[[ INFORMATION PROVIDED, beginning ]]
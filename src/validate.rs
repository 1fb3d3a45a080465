//! Input rules for signup and listing payloads.
//!
//! Every client-supplied string passes through a [`TextRule`] before it is
//! stored: trimmed, non-empty, free of control characters and bounded in
//! length. Emails and passwords have extra rules on top.

use crate::error::ValidationError;
use crate::secret::Secret;

/// Minimum accepted password length, in characters.
pub const MIN_PASSWORD_LEN: usize = 7;

/// Trim/empty/control-character/length rule for a text field.
///
/// # Examples
///
/// ```
/// use marketplace_core::validate::TextRule;
///
/// let rule = TextRule::new(32);
/// assert_eq!(rule.clean("address", "  12 Elm St ").unwrap(), "12 Elm St");
/// assert!(rule.clean("address", "   ").is_err());
/// assert!(rule.clean("address", "12\nElm").is_err());
/// ```
#[derive(Debug, Clone, Copy)]
pub struct TextRule {
    max_len: usize,
}

impl TextRule {
    /// Short single-line values such as names and categories.
    pub const SHORT: TextRule = TextRule::new(128);
    /// Longer free text such as descriptions.
    pub const LONG: TextRule = TextRule::new(4096);

    /// Creates a rule with the given maximum length in characters.
    pub const fn new(max_len: usize) -> Self {
        Self { max_len }
    }

    /// Returns the trimmed value, or the rule it broke.
    ///
    /// # Errors
    ///
    /// [`ValidationError::InvalidField`] naming `field`.
    pub fn clean(&self, field: &'static str, raw: &str) -> Result<String, ValidationError> {
        let trimmed = raw.trim();

        if trimmed.is_empty() {
            return Err(ValidationError::field(field, "must not be empty"));
        }
        if trimmed.chars().any(char::is_control) {
            return Err(ValidationError::field(
                field,
                "must not contain control characters",
            ));
        }
        if trimmed.chars().count() > self.max_len {
            return Err(ValidationError::field(
                field,
                format!("must be at most {} characters", self.max_len),
            ));
        }

        Ok(trimmed.to_string())
    }
}

/// Trims and lowercases an email, then checks its shape.
///
/// The check is structural only: one `@`, a non-empty local part and a
/// dotted domain with no empty labels.
///
/// ```
/// use marketplace_core::validate::normalize_email;
///
/// assert_eq!(normalize_email(" Ada@Example.COM ").unwrap(), "ada@example.com");
/// assert!(normalize_email("ada@localhost").is_err());
/// ```
pub fn normalize_email(raw: &str) -> Result<String, ValidationError> {
    let email = TextRule::SHORT.clean("email", raw)?.to_lowercase();
    let invalid = || ValidationError::field("email", "email is invalid");

    if email.chars().any(char::is_whitespace) {
        return Err(invalid());
    }
    let (local, domain) = email.split_once('@').ok_or_else(invalid)?;
    if local.is_empty() || domain.contains('@') {
        return Err(invalid());
    }
    let labels: Vec<&str> = domain.split('.').collect();
    if labels.len() < 2 || labels.iter().any(|label| label.is_empty()) {
        return Err(invalid());
    }

    Ok(email)
}

/// Checks the password rules: minimum length, and no literal "password".
pub fn check_password(password: &Secret<String>) -> Result<(), ValidationError> {
    let value = password.expose_secret().trim();

    if value.chars().count() < MIN_PASSWORD_LEN {
        return Err(ValidationError::field(
            "password",
            format!("must be at least {MIN_PASSWORD_LEN} characters"),
        ));
    }
    if value.to_lowercase().contains("password") {
        return Err(ValidationError::field(
            "password",
            "cannot contain the word password",
        ));
    }
    Ok(())
}

/// Cleans a category label: trimmed and lowercased.
pub fn normalize_category(raw: &str) -> Result<String, ValidationError> {
    TextRule::SHORT
        .clean("categories", raw)
        .map(|c| c.to_lowercase())
}

/// Checks a coordinate is finite and within `[-bound, bound]`.
pub fn check_coordinate(field: &'static str, value: f64, bound: f64) -> Result<f64, ValidationError> {
    if !value.is_finite() || value.abs() > bound {
        return Err(ValidationError::field(
            field,
            format!("must be a number between -{bound} and {bound}"),
        ));
    }
    Ok(value)
}
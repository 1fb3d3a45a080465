use async_trait::async_trait;

use crate::context::RequestContext;
use crate::error::Error;

/// Denial reason of [`RequiresAuthentication`].
pub const MUST_BE_AUTHENTICATED: &str = "must be authenticated";

/// Outcome of a single guard.
///
/// There is no soft-deny: a guard either lets the chain continue or stops it.
#[derive(Debug, Clone, PartialEq, Eq)]
pub enum GuardResult {
    /// Continue with the next guard or the handler
    Proceed,
    /// Abort the chain with this reason
    Deny(String),
}

impl GuardResult {
    /// Shorthand for `GuardResult::Deny(reason.into())`.
    pub fn deny(reason: impl Into<String>) -> Self {
        GuardResult::Deny(reason.into())
    }

    /// Whether the guard allowed continuation.
    pub fn is_proceed(&self) -> bool {
        matches!(self, GuardResult::Proceed)
    }
}

/// A stateless predicate over an operation's arguments and request context.
///
/// Guards are owned by a [`GuardChain`](crate::GuardChain) and see the same
/// `(arguments, context)` pair regardless of what earlier guards decided.
/// A guard that cannot reach a collaborator returns `Err`, which is not a
/// denial and propagates unchanged.
///
/// # Examples
///
/// ```
/// use async_trait::async_trait;
/// use marketplace_core::{Error, Guard, GuardResult, RequestContext};
///
/// struct NonEmptyQuery;
///
/// #[async_trait]
/// impl Guard<String> for NonEmptyQuery {
///     fn name(&self) -> &'static str {
///         "non_empty_query"
///     }
///
///     async fn check(&self, args: &String, _ctx: &RequestContext) -> Result<GuardResult, Error> {
///         if args.trim().is_empty() {
///             Ok(GuardResult::deny("query must not be empty"))
///         } else {
///             Ok(GuardResult::Proceed)
///         }
///     }
/// }
/// ```
#[async_trait]
pub trait Guard<A: Sync>: Send + Sync {
    /// Short identifier used in logs.
    fn name(&self) -> &'static str;

    /// Evaluates the guard.
    async fn check(&self, args: &A, ctx: &RequestContext) -> Result<GuardResult, Error>;
}

/// Proceeds iff the context carries a caller email.
///
/// Works for any argument type, so every protected operation can reuse it.
#[derive(Debug, Clone, Copy, Default)]
pub struct RequiresAuthentication;

#[async_trait]
impl<A: Sync> Guard<A> for RequiresAuthentication {
    fn name(&self) -> &'static str {
        "requires_authentication"
    }

    async fn check(&self, _args: &A, ctx: &RequestContext) -> Result<GuardResult, Error> {
        Ok(match ctx.caller_email() {
            Some(_) => GuardResult::Proceed,
            None => GuardResult::deny(MUST_BE_AUTHENTICATED),
        })
    }
}

#[cfg(test)]
mod tests {
    use super::*;
    use crate::id::EntityId;
    use crate::request::Caller;

    #[tokio::test]
    async fn anonymous_is_denied() {
        let ctx = RequestContext::anonymous("req-1");
        let result = Guard::<()>::check(&RequiresAuthentication, &(), &ctx)
            .await
            .unwrap();
        assert_eq!(result, GuardResult::deny(MUST_BE_AUTHENTICATED));
    }

    #[tokio::test]
    async fn caller_proceeds() {
        let ctx = RequestContext::authenticated(
            "req-2",
            Caller {
                id: EntityId::generate(),
                email: "a@b.io".to_string(),
            },
        );
        let result = Guard::<u32>::check(&RequiresAuthentication, &7, &ctx)
            .await
            .unwrap();
        assert!(result.is_proceed());
    }
}
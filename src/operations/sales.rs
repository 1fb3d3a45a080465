//! Sale mutation handlers.

use std::sync::Arc;

use async_trait::async_trait;
use chrono::Utc;

use crate::bus::{EventBus, Topic};
use crate::chain::Handler;
use crate::context::RequestContext;
use crate::error::{AuthError, Error, GuardDenied, ValidationError};
use crate::events::MarketplaceEvent;
use crate::guard::MUST_BE_AUTHENTICATED;
use crate::id::EntityId;
use crate::model::{DeleteSale, Sale, SaleInput, UpdateSale};
use crate::ownership::TargetId;
use crate::store::{SaleStore, UserStore};

impl TargetId for UpdateSale {
    fn target_id(&self) -> &str {
        &self.id
    }
}

impl TargetId for DeleteSale {
    fn target_id(&self) -> &str {
        &self.id
    }
}

fn caller_id(ctx: &RequestContext) -> Result<EntityId, Error> {
    ctx.caller_id()
        .ok_or_else(|| GuardDenied::new(MUST_BE_AUTHENTICATED).into())
}

/// Persists a new sale for the caller, links it to the caller, then
/// announces it on [`Topic::SALE_CREATED`].
pub(crate) struct CreateSale {
    pub(crate) users: Arc<dyn UserStore>,
    pub(crate) sales: Arc<dyn SaleStore>,
    pub(crate) bus: Arc<EventBus<MarketplaceEvent>>,
}

#[async_trait]
impl Handler<SaleInput, Sale> for CreateSale {
    async fn handle(&self, input: SaleInput, ctx: &RequestContext) -> Result<Sale, Error> {
        let owner = caller_id(ctx)?;
        let listing = input.validate()?;

        if self.users.find_by_id(&owner).await?.is_none() {
            return Err(AuthError::UserNotFound.into());
        }

        let sale = self.sales.save(Sale::new(listing, owner, Utc::now())).await?;
        if !self.users.add_sale(&owner, &sale.id).await? {
            // Owner vanished between the check and the link.
            self.sales.delete_by_id(&sale.id).await?;
            return Err(AuthError::UserNotFound.into());
        }

        let delivered = self
            .bus
            .publish(&Topic::SALE_CREATED, MarketplaceEvent::SaleCreated(sale.clone()));
        ctx.log().info(format_args!(
            "created sale {} ({} subscriber(s) notified)",
            sale.id, delivered
        ));
        Ok(sale)
    }
}

/// Replaces the listing fields of a sale the caller owns.
pub(crate) struct ReplaceSale {
    pub(crate) sales: Arc<dyn SaleStore>,
}

#[async_trait]
impl Handler<UpdateSale, Sale> for ReplaceSale {
    async fn handle(&self, args: UpdateSale, ctx: &RequestContext) -> Result<Sale, Error> {
        let id = EntityId::parse(&args.id)?;
        let listing = args.input.validate()?;

        let Some(saved) = self.sales.update_listing(&id, listing, Utc::now()).await? else {
            return Err(ValidationError::NotFound.into());
        };
        ctx.log().info(format_args!("updated sale {}", saved.id));
        Ok(saved)
    }
}

/// Deletes a sale the caller owns and unlinks it from the owner.
pub(crate) struct RemoveSale {
    pub(crate) users: Arc<dyn UserStore>,
    pub(crate) sales: Arc<dyn SaleStore>,
}

#[async_trait]
impl Handler<DeleteSale, Sale> for RemoveSale {
    async fn handle(&self, args: DeleteSale, ctx: &RequestContext) -> Result<Sale, Error> {
        let id = EntityId::parse(&args.id)?;

        let Some(sale) = self.sales.delete_by_id(&id).await? else {
            return Err(ValidationError::NotFound.into());
        };
        if !self.users.remove_sale(&sale.user, &sale.id).await? {
            ctx.log()
                .warn(format_args!("owner {} of sale {} is gone", sale.user, sale.id));
        }

        ctx.log().info(format_args!("deleted sale {}", sale.id));
        Ok(sale)
    }
}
[[ INFORMATION PROVIDED, end ]]
(WHAT IS REQUIRED) Please return every line from the first one in the records above down to the line containing "and bounded in", including both, exactly as written and nothing more.

(SOLVED EXERCISE)
filename src/validate.rs
repository 1fb3d3a45a080465
//! Input rules for signup and listing payloads.
//!
//! Every client-supplied string passes through a [`TextRule`] before it is
//! stored: trimmed, non-empty, free of control characters and bounded in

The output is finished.